"""

// Copyright 2025 eraflo
//
// Licensed under the Apache License, Version 2.0 (the "License");
// you may not use this file except in compliance with the License.
// You may obtain a copy of the License at
//
//     http://www.apache.org/licenses/LICENSE-2.0
//
// Unless required by applicable law or agreed to in writing, software
// distributed under the License is distributed on an "AS IS" BASIS,
// WITHOUT WARRANTIES OR CONDITIONS OF ANY KIND, either express or implied.
// See the License for the specific language governing permissions and
// limitations under the License.


use crate::array::DataArray;
use crate::error::DataError;
use crate::field::FieldData;
use crate::object::DeepClone;

/// Rows of named columns. Every column has one tuple per row.
#[derive(Debug, Clone, Default, PartialEq)]
pub struct Table {
    columns: FieldData,
}

impl Table {
    /// Creates an empty table.
    pub fn new() -> Self {
        Self::default()
    }

    /// Adds or replaces a column. The first column fixes the row count;
    /// later columns must match it.
    pub fn add_column(&mut self, column: DataArray) -> Result<usize, DataError> {
        let replacing = self.columns.array(column.name()).is_some();
        if !self.columns.is_empty() && !(replacing && self.columns.len() == 1) {
            let rows = self.number_of_rows();
            if column.number_of_tuples() != rows {
                return Err(DataError::ArrayLength {
                    name: column.name().to_string(),
                    expected: rows,
                    found: column.number_of_tuples(),
                });
            }
        }
        Ok(self.columns.add_array(column))
    }

    /// The column named `name`.
    pub fn column(&self, name: &str) -> Option<&DataArray> {
        self.columns.array(name)
    }

    /// Every column.
    pub fn columns(&self) -> &FieldData {
        &self.columns
    }

    /// Number of rows.
    pub fn number_of_rows(&self) -> usize {
        self.columns.array_at(0).map_or(0, DataArray::number_of_tuples)
    }

    /// Number of columns.
    pub fn number_of_columns(&self) -> usize {
        self.columns.len()
    }

    /// First component of `column` at `row`.
    pub fn value(&self, row: usize, column: &str) -> Option<f64> {
        self.column(column)?.component(row, 0)
    }
}

impl DeepClone for Table {
    fn deep_clone(&self) -> Self {
        Self {
            columns: self.columns.deep_clone(),
        }
    }
}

"""

The task » Exactly as written, restate every line of the listing above.

Task output »
// Copyright 2025 eraflo
//
// Licensed under the Apache License, Version 2.0 (the "License");
// you may not use this file except in compliance with the License.
// You may obtain a copy of the License at
//
//     http://www.apache.org/licenses/LICENSE-2.0
//
// Unless required by applicable law or agreed to in writing, software
// distributed under the License is distributed on an "AS IS" BASIS,
// WITHOUT WARRANTIES OR CONDITIONS OF ANY KIND, either express or implied.
// See the License for the specific language governing permissions and
// limitations under the License.


use crate::array::DataArray;
use crate::error::DataError;
use crate::field::FieldData;
use crate::object::DeepClone;

/// Rows of named columns. Every column has one tuple per row.
#[derive(Debug, Clone, Default, PartialEq)]
pub struct Table {
    columns: FieldData,
}

impl Table {
    /// Creates an empty table.
    pub fn new() -> Self {
        Self::default()
    }

    /// Adds or replaces a column. The first column fixes the row count;
    /// later columns must match it.
    pub fn add_column(&mut self, column: DataArray) -> Result<usize, DataError> {
        let replacing = self.columns.array(column.name()).is_some();
        if !self.columns.is_empty() && !(replacing && self.columns.len() == 1) {
            let rows = self.number_of_rows();
            if column.number_of_tuples() != rows {
                return Err(DataError::ArrayLength {
                    name: column.name().to_string(),
                    expected: rows,
                    found: column.number_of_tuples(),
                });
            }
        }
        Ok(self.columns.add_array(column))
    }

    /// The column named `name`.
    pub fn column(&self, name: &str) -> Option<&DataArray> {
        self.columns.array(name)
    }

    /// Every column.
    pub fn columns(&self) -> &FieldData {
        &self.columns
    }

    /// Number of rows.
    pub fn number_of_rows(&self) -> usize {
        self.columns.array_at(0).map_or(0, DataArray::number_of_tuples)
    }

    /// Number of columns.
    pub fn number_of_columns(&self) -> usize {
        self.columns.len()
    }

    /// First component of `column` at `row`.
    pub fn value(&self, row: usize, column: &str) -> Option<f64> {
        self.column(column)?.component(row, 0)
    }
}

impl DeepClone for Table {
    fn deep_clone(&self) -> Self {
        Self {
            columns: self.columns.deep_clone(),
        }
    }
}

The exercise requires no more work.